#### [Aim of the exercise]
Scan the lines below for "found"; report the number of lines that contain it, and only that.
——————————
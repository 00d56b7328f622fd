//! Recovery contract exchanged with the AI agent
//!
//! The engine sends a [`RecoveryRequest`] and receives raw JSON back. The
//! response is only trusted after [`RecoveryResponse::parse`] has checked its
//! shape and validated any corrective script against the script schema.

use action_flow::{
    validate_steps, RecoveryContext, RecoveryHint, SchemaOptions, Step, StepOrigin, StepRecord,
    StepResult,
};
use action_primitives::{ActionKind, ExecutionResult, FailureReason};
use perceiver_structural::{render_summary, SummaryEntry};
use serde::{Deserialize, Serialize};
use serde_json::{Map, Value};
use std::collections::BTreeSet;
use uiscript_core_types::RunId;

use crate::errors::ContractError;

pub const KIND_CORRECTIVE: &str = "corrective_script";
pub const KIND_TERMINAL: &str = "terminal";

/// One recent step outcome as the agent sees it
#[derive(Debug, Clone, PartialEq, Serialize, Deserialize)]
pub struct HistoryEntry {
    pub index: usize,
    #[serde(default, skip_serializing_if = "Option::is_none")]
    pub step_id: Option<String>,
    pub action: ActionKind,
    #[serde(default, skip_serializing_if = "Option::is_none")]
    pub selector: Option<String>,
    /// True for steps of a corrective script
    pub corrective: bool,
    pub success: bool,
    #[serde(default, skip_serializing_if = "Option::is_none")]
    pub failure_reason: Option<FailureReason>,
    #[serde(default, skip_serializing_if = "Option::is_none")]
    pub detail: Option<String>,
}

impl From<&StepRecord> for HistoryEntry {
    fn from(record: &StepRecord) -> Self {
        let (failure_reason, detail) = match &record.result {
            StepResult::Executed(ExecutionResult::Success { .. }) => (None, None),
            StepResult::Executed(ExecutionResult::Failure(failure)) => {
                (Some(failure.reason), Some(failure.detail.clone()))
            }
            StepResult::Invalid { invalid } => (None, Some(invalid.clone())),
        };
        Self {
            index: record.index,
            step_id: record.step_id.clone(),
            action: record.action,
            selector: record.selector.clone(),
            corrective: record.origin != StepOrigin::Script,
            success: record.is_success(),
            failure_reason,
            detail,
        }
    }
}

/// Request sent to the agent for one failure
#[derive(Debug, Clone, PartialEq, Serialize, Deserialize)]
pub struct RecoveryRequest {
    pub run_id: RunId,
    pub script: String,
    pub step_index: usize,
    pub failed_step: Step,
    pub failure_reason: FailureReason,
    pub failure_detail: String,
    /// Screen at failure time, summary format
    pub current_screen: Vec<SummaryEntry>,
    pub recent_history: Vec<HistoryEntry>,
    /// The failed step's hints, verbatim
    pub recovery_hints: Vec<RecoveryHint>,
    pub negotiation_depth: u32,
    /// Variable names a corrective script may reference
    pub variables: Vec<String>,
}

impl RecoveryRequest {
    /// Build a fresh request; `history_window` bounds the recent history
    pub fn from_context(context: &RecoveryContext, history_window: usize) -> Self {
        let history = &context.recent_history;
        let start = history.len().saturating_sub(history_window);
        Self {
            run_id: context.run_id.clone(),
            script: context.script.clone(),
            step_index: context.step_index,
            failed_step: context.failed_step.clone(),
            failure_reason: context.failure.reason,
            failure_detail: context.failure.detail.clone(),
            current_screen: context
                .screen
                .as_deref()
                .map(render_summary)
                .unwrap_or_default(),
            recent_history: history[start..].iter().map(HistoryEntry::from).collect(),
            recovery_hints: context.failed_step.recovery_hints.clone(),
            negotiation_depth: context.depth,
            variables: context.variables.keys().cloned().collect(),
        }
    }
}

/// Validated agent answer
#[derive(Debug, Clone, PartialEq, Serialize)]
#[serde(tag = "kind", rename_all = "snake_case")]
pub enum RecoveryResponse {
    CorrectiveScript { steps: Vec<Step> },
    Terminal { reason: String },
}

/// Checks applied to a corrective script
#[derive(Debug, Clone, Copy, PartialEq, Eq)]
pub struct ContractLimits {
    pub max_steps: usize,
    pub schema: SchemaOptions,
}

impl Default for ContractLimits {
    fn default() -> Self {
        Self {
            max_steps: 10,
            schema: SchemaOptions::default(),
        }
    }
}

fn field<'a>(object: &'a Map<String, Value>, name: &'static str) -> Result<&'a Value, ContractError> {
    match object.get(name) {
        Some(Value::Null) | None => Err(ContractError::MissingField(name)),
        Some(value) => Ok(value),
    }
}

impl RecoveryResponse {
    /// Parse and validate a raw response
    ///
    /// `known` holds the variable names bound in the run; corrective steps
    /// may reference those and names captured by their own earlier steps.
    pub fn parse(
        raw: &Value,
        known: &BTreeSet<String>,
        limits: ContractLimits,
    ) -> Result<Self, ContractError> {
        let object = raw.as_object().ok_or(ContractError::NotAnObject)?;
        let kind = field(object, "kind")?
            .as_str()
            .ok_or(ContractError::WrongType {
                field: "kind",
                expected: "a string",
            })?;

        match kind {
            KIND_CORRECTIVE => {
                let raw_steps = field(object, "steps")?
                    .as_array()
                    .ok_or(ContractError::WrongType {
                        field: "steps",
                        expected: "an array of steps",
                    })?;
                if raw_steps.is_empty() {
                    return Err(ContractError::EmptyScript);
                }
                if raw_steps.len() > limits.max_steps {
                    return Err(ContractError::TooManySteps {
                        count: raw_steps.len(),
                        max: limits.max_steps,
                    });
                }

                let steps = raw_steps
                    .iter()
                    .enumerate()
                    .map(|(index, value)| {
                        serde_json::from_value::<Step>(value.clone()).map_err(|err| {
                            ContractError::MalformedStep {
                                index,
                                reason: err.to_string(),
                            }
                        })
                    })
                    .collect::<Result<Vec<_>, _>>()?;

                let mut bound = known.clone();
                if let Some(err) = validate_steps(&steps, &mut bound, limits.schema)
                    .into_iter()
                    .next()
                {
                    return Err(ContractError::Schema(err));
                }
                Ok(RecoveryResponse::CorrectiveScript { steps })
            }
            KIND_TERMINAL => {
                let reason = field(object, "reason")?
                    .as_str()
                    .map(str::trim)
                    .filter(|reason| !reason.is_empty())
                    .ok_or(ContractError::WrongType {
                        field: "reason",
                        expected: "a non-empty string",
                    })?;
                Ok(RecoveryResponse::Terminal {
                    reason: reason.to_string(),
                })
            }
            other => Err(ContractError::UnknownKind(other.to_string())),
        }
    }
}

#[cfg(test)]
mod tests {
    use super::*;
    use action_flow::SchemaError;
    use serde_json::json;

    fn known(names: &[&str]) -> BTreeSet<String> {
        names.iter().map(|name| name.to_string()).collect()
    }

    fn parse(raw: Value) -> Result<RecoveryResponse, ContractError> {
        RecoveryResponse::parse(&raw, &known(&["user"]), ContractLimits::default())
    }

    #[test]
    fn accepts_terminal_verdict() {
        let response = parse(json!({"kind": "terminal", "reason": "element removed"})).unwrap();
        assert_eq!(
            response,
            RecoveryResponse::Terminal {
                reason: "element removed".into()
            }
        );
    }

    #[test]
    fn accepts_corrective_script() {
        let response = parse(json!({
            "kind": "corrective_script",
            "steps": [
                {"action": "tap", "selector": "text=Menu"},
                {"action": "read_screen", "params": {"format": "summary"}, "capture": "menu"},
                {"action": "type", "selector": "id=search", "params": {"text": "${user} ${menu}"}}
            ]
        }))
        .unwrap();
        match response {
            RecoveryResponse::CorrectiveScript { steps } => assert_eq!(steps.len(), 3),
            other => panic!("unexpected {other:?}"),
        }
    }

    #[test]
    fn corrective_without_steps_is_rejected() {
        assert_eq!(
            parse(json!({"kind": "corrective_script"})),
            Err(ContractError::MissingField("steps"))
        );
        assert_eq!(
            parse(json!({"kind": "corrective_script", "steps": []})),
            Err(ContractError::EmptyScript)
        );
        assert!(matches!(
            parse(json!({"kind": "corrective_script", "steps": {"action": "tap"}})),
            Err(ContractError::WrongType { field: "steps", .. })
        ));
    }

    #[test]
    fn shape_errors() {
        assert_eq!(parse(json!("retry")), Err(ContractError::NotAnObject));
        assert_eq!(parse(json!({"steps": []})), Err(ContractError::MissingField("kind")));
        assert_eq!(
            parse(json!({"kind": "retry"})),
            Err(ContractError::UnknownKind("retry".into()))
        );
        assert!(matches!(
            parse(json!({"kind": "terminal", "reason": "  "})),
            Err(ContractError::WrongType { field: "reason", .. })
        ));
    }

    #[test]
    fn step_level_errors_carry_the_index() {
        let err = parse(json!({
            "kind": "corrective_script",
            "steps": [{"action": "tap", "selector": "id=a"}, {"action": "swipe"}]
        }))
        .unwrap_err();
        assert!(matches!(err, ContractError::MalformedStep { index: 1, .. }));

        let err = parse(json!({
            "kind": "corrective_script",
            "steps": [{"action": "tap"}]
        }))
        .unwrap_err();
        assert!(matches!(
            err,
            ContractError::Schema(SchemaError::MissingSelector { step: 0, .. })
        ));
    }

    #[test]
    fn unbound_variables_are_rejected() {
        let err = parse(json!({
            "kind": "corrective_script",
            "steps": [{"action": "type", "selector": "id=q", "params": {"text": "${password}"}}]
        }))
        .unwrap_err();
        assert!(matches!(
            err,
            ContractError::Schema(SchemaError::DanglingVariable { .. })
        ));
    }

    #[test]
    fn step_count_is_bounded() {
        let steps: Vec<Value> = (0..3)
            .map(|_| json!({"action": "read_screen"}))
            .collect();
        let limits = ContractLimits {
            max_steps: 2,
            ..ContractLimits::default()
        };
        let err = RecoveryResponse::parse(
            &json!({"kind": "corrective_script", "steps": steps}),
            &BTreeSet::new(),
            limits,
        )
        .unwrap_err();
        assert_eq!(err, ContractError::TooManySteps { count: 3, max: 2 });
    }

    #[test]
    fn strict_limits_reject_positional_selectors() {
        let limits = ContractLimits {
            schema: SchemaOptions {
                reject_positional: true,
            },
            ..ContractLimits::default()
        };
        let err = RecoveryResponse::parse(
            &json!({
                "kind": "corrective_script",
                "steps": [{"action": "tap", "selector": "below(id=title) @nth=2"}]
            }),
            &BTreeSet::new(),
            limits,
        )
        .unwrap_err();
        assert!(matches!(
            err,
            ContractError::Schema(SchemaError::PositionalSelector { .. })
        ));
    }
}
——————————
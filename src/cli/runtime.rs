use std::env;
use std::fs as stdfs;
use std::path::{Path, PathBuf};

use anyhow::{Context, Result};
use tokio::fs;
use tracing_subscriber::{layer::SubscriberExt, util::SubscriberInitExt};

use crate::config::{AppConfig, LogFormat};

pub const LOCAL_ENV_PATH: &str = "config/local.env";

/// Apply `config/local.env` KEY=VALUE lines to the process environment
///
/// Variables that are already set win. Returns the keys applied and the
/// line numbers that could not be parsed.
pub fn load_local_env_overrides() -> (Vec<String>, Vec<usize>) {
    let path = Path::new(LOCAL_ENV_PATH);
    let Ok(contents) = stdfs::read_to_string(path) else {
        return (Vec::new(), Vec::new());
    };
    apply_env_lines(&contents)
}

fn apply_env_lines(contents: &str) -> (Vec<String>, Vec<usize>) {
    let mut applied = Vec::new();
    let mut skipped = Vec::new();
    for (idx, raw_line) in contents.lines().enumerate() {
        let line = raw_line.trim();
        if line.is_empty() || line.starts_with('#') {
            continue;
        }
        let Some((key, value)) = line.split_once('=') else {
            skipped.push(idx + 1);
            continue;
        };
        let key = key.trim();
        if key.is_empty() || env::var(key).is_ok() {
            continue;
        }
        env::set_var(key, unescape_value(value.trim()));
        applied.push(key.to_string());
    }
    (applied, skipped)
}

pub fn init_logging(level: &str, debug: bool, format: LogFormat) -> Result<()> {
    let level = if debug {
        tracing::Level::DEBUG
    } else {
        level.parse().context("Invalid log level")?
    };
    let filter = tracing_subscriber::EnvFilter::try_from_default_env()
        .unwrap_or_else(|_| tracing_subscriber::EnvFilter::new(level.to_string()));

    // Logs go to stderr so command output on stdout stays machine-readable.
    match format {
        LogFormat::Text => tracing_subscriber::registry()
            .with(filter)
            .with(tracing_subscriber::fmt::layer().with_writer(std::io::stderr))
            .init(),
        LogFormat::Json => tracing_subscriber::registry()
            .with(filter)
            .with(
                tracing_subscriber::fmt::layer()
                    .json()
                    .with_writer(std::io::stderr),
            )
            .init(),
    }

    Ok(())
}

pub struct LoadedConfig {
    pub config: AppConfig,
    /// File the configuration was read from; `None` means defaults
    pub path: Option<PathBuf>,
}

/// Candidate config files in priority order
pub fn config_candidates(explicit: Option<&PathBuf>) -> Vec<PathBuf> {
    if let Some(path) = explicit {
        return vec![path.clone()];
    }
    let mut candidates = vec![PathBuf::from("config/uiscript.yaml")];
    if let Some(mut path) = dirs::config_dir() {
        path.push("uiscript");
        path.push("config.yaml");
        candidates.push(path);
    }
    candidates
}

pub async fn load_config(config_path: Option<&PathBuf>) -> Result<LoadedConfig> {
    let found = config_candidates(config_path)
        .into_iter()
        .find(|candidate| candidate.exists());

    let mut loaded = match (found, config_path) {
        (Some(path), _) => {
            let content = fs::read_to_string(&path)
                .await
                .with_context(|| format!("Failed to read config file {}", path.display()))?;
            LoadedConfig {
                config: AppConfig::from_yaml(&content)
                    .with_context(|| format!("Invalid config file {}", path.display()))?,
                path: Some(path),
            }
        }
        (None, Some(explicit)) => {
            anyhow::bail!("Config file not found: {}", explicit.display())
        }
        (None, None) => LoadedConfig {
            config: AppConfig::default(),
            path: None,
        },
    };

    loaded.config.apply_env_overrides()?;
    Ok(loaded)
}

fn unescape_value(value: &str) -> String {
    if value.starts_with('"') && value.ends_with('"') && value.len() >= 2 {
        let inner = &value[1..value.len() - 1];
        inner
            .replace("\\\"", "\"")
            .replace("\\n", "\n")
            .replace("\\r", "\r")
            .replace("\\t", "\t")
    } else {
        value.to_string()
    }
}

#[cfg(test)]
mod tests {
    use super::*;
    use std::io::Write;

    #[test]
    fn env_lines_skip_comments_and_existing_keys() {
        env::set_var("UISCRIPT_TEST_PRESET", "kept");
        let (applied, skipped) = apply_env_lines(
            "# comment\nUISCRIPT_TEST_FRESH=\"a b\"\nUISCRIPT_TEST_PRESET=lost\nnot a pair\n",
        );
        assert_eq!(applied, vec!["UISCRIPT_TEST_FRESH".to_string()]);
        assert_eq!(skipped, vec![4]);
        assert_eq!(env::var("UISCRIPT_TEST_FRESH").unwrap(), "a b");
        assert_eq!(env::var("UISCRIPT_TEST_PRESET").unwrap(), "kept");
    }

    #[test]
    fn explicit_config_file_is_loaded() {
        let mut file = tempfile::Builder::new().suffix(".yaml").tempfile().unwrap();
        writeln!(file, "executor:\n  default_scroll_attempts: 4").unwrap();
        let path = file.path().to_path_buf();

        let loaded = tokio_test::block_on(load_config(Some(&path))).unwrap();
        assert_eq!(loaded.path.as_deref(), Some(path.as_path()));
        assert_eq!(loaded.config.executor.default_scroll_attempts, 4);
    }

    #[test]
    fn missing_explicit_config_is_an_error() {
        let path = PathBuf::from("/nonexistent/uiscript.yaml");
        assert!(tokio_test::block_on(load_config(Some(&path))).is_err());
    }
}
——————————
#### [Solution]
3